526 – Theoderic the Great, King of the Ostrogoths and ruler of Italy, dies; his daughter Amalasuntha takes power as regent for her 10-year-old son Athalaric. When her son dies in 534, she briefly becomes Queen, choosing her cousin Theidaha as co-ruler, but is assassinated with at the least his permission, giving Byzantine Emperor Justinian I an excuse to send his general Belisarius on an invasion of  Italy

1096 – Pope Urban II bans use of the crossbow, on pain of excommunication, against fellow Christians; still allowed for use against non-believers, heretics and heathens



1681 – English King Charles II grants William Penn a royal charter for a large tract of land in America to satisfy a debt owed to Penn’s father

1748 – Jacques-Louis David born, French Neoclassicist painter



1767 – Christian Friedrich Gottlieb Schwencke born, German composer, pianist and music publisher



1780 – Benedict Arnold secretly promises to surrender West Point fort to the British

1787 – Mary Thomas born, poet and early South Australian settler whose diaries and letters, first published in 1915, are a detailed account of early colonial life

1797 – Mary Wollstonecraft Shelley is born, author of Frankenstein: or, The Modern Prometheus. Frankenstein Day * honors her best-known work



1821 – Anita Garibaldi born, Brazilian comrade-in-arms and wife of Italian nationalist Giuseppe Garibaldi after his arrival is Brazil. A skilled horsewoman – while pregnant, she escapes after being captured by enemies during the Battle of Curitibanos by stealing a horse; when it is shot out from under her, she wades into the river Canoas. Her pursuers assume she will drown, and leave her for dead. She survives for four days without food or water before finding help, and reunites with Garibaldi; a few months later she gives birth their son

1835 – Melbourne, Victoria, Australia, is founded, named after then-British Prime Minister, William Lamb, 2nd Viscount Melbourne

1836 – Houston, Texas, is founded, named after Sam Houston, hero of San Jacinto

1852 – Jacobus Hoff born in Holland, German chemist, first winner of the Nobel Prize for chemistry (1901)

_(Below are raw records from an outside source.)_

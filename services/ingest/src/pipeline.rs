//! Ingestion pipeline
//!
//! Drives each delivered message through a small state machine:
//! received → validated → stored → cached → acknowledged. The two
//! terminal states both acknowledge: a message is either Acked after a
//! durable write, or Dropped-and-Acked when it is structurally invalid
//! (redelivery cannot repair malformed content, and leaving it pending
//! would clog the subscription forever). The single non-terminal
//! outcome is an unavailable store: the message stays unacknowledged
//! and the channel redelivers it later.
//!
//! The loop processes one message at a time and never acknowledges
//! before the durable write and the cache update have completed.

use std::sync::Arc;

use tokio::sync::broadcast;
use tracing::{error, info, warn};

use persistence::cache::OrderCache;
use persistence::store::OrderStore;

use crate::channel::{InboundMessage, MessageSource};
use crate::validator;

/// Sequential consumer of the order channel.
pub struct Pipeline<S, T: ?Sized> {
    source: S,
    store: Arc<T>,
    cache: Arc<OrderCache>,
}

impl<S, T> Pipeline<S, T>
where
    S: MessageSource,
    T: OrderStore + ?Sized,
{
    pub fn new(source: S, store: Arc<T>, cache: Arc<OrderCache>) -> Self {
        Self {
            source,
            cache,
            store,
        }
    }

    /// Consume until the channel closes or shutdown is signalled.
    ///
    /// The shutdown check sits between messages: a message already
    /// being processed runs to its terminal state first.
    pub async fn run(mut self, mut shutdown: broadcast::Receiver<()>) {
        loop {
            let message = tokio::select! {
                _ = shutdown.recv() => {
                    info!("ingestion pipeline stopping");
                    break;
                }
                next = self.source.next() => match next {
                    Ok(Some(message)) => message,
                    Ok(None) => {
                        info!("order channel closed");
                        break;
                    }
                    Err(err) => {
                        error!(error = %err, "order channel receive failed");
                        break;
                    }
                }
            };
            self.process(message).await;
        }
    }

    /// Decide the terminal state for one message.
    async fn process(&self, message: InboundMessage) {
        let sequence = message.sequence;
        let payload = message.payload.clone();

        let uid = match validator::validate(&payload) {
            Ok(uid) => uid,
            Err(reason) => {
                warn!(sequence, %reason, "dropping invalid order message");
                ack_or_log(message).await;
                return;
            }
        };

        let Ok(text) = std::str::from_utf8(&payload) else {
            // Validated JSON is UTF-8; a failure here means the payload
            // changed underneath us and redelivery cannot fix it.
            warn!(sequence, order_uid = %uid, "dropping non-utf8 order payload");
            ack_or_log(message).await;
            return;
        };

        match self.store.upsert(&uid, text).await {
            Ok(()) => {
                // Cache strictly after the durable commit, ack strictly
                // after the cache.
                self.cache.set(uid.clone(), payload);
                ack_or_log(message).await;
                info!(order_uid = %uid, sequence, "stored order");
            }
            Err(err) => {
                // Leave the message unacknowledged: the channel will
                // redeliver it, and the upsert is idempotent.
                error!(order_uid = %uid, sequence, error = %err, "order upsert failed");
            }
        }
    }
}

async fn ack_or_log(message: InboundMessage) {
    let sequence = message.sequence;
    if let Err(err) = message.ack().await {
        // At-least-once tolerates a lost ack: the message comes back
        // and reprocessing it is a no-op.
        warn!(sequence, error = %err, "failed to acknowledge message");
    }
}
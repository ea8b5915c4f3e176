//! Channel abstraction for at-least-once order delivery
//!
//! The transport is an external collaborator; the pipeline only depends
//! on this contract: messages arrive with a per-subscription sequence
//! number, must be acknowledged explicitly, and are redelivered if the
//! consumer crashes or declines to acknowledge. Sources hand out one
//! unacknowledged message at a time.

use async_trait::async_trait;
use bytes::Bytes;
use thiserror::Error;

// ── Errors ──────────────────────────────────────────────────────────

#[derive(Error, Debug)]
pub enum ChannelError {
    #[error("channel unavailable: {0}")]
    Unavailable(String),

    #[error("channel closed")]
    Closed,
}

impl ChannelError {
    /// Wrap any backend failure as an availability error.
    pub fn unavailable(err: impl std::fmt::Display) -> Self {
        ChannelError::Unavailable(err.to_string())
    }
}

// ── Messages ────────────────────────────────────────────────────────

/// Transport-specific acknowledgment for a single delivered message.
#[async_trait]
pub trait AckHandle: Send {
    async fn ack(self: Box<Self>) -> Result<(), ChannelError>;
}

/// A message delivered from the order channel.
///
/// Acknowledgment consumes the message; a message that is dropped
/// without `ack` stays pending and will be redelivered.
pub struct InboundMessage {
    /// Monotonically increasing per-subscription sequence number.
    pub sequence: u64,
    /// Opaque payload bytes as published.
    pub payload: Bytes,
    acker: Box<dyn AckHandle>,
}

impl InboundMessage {
    pub fn new(sequence: u64, payload: Bytes, acker: Box<dyn AckHandle>) -> Self {
        Self {
            sequence,
            payload,
            acker,
        }
    }

    /// Acknowledge the message so the channel never redelivers it.
    pub async fn ack(self) -> Result<(), ChannelError> {
        self.acker.ack().await
    }
}

impl std::fmt::Debug for InboundMessage {
    fn fmt(&self, f: &mut std::fmt::Formatter<'_>) -> std::fmt::Result {
        f.debug_struct("InboundMessage")
            .field("sequence", &self.sequence)
            .field("payload_len", &self.payload.len())
            .finish()
    }
}

// ── Source ──────────────────────────────────────────────────────────

/// A subscription on the order channel.
///
/// `next` resolves when a message is deliverable: either a new message
/// past the acknowledgment watermark, or a redelivery of the current
/// unacknowledged one after its ack-wait elapses. Implementations keep
/// at most one message in flight per subscription.
#[async_trait]
pub trait MessageSource: Send {
    /// Await the next deliverable message; `None` means the channel is
    /// closed and drained.
    async fn next(&mut self) -> Result<Option<InboundMessage>, ChannelError>;
}
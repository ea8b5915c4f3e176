//! Order document types
//!
//! Typed mirror of the order payload wire format. The ingestion pipeline
//! treats payloads as opaque bytes end to end; these types exist for the
//! HTML rendering path and for tests that need to build realistic
//! documents.
//!
//! Every struct is `#[serde(default)]` so a payload that only partially
//! matches still decodes; rendering tolerates upstream schema drift the
//! same way it tolerates extra unknown fields.

use serde::{Deserialize, Serialize};

/// Recipient and destination details for an order
#[derive(Debug, Clone, Default, PartialEq, Eq, Serialize, Deserialize)]
#[serde(default)]
pub struct Delivery {
    pub name: String,
    pub phone: String,
    pub zip: String,
    pub city: String,
    pub address: String,
    pub region: String,
    pub email: String,
}

/// Payment details for an order
///
/// Monetary amounts are integral minor units as produced upstream.
#[derive(Debug, Clone, Default, PartialEq, Eq, Serialize, Deserialize)]
#[serde(default)]
pub struct Payment {
    pub transaction: String,
    pub request_id: String,
    pub currency: String,
    pub provider: String,
    pub amount: i64,
    pub payment_dt: i64,
    pub bank: String,
    pub delivery_cost: i64,
    pub goods_total: i64,
    pub custom_fee: i64,
}

/// A single order line item
#[derive(Debug, Clone, Default, PartialEq, Eq, Serialize, Deserialize)]
#[serde(default)]
pub struct Item {
    pub chrt_id: i64,
    pub track_number: String,
    pub price: i64,
    pub rid: String,
    pub name: String,
    pub sale: i64,
    pub size: String,
    pub total_price: i64,
    pub nm_id: i64,
    pub brand: String,
    pub status: i64,
}

/// Complete order document
///
/// `order_uid` is the lookup key; `delivery`, `payment`, and `items` are
/// the three sections whose structural presence the validator enforces.
#[derive(Debug, Clone, Default, PartialEq, Eq, Serialize, Deserialize)]
#[serde(default)]
pub struct Order {
    pub order_uid: String,
    pub track_number: String,
    pub entry: String,
    pub delivery: Delivery,
    pub payment: Payment,
    pub items: Vec<Item>,
    pub locale: String,
    pub internal_signature: String,
    pub customer_id: String,
    pub delivery_service: String,
    pub shardkey: String,
    pub sm_id: i64,
    pub date_created: String,
    pub oof_shard: String,
}

#[cfg(test)]
mod tests {
    use super::*;

    const SAMPLE: &str = r#"{
      "order_uid": "b563feb7b2b84b6test",
      "track_number": "WBILMTESTTRACK",
      "entry": "WBIL",
      "delivery": {
        "name": "Test Testov",
        "phone": "+9720000000",
        "zip": "2639809",
        "city": "Kiryat Mozkin",
        "address": "Ploshad Mira 15",
        "region": "Kraiot",
        "email": "test@gmail.com"
      },
      "payment": {
        "transaction": "b563feb7b2b84b6test",
        "request_id": "",
        "currency": "USD",
        "provider": "wbpay",
        "amount": 1817,
        "payment_dt": 1637907727,
        "bank": "alpha",
        "delivery_cost": 1500,
        "goods_total": 317,
        "custom_fee": 0
      },
      "items": [
        {
          "chrt_id": 9934930,
          "track_number": "WBILMTESTTRACK",
          "price": 453,
          "rid": "ab4219087a764ae0btest",
          "name": "Mascaras",
          "sale": 30,
          "size": "0",
          "total_price": 317,
          "nm_id": 2389212,
          "brand": "Vivienne Sabo",
          "status": 202
        }
      ],
      "locale": "en",
      "internal_signature": "",
      "customer_id": "test",
      "delivery_service": "meest",
      "shardkey": "9",
      "sm_id": 99,
      "date_created": "2021-11-26T06:22:19Z",
      "oof_shard": "1"
    }"#;

    #[test]
    fn test_order_decodes_full_document() {
        let order: Order = serde_json::from_str(SAMPLE).unwrap();
        assert_eq!(order.order_uid, "b563feb7b2b84b6test");
        assert_eq!(order.delivery.city, "Kiryat Mozkin");
        assert_eq!(order.payment.amount, 1817);
        assert_eq!(order.items.len(), 1);
        assert_eq!(order.items[0].brand, "Vivienne Sabo");
    }

    #[test]
    fn test_order_decodes_partial_document() {
        // Missing sections fall back to defaults; rendering never fails
        // on a document the validator has already accepted.
        let order: Order = serde_json::from_str(r#"{"order_uid":"a1"}"#).unwrap();
        assert_eq!(order.order_uid, "a1");
        assert_eq!(order.delivery, Delivery::default());
        assert!(order.items.is_empty());
    }

    #[test]
    fn test_order_ignores_unknown_fields() {
        let order: Order =
            serde_json::from_str(r#"{"order_uid":"a1","unknown_field":42}"#).unwrap();
        assert_eq!(order.order_uid, "a1");
    }

    #[test]
    fn test_order_roundtrip() {
        let order: Order = serde_json::from_str(SAMPLE).unwrap();
        let json = serde_json::to_string(&order).unwrap();
        let back: Order = serde_json::from_str(&json).unwrap();
        assert_eq!(order, back);
    }
}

1862 – Confederate victory at the Second Battle of Bull Run in Manassas VA

1871 – Ernest Rutherford born in New Zealand, English Nobel Prize-winning physicist (1908)

1893 – Huey P. Long born, “The Kingfish” of Louisiana politics; after serving as Chair of the Railroad and Public Service Commissions, he was Louisiana’s governor (1928-1932), and senator (1932-1935); assassinated in 1935 at the Louisiana State Capitol

1901 – John Gunther born, American journalist; author of Inside Europe, Inside U.S.A., and Death Be Not Proud



1909 – Virginia Lee Burton born, American children’s author and illustrator; her book The Little House won a Caldecott Award; she founded textile collective Folly Cove Designers



1909 – Charles Doolittle Walcott discovers fossils near Burgess Pass, naming the site as the Burgess Shale


Charles, Sidney and Stuart Walcott working at the Burgess Shale


1912 – Nancy Wake born in New Zealand, British agent during WWII, a Special Operations Executive member who became a leading figure in the French Resistance; one of the Allies most decorated servicewomen of the war, by 1943 she was the Gestapo’s most wanted person with a 5 million franc price on her head

1912 – E. M. Purcell born, American Nobel Prize-winning physicist (1952)

1913 – Sir Richard Stone born, English Nobel Prize-winning economist (1984)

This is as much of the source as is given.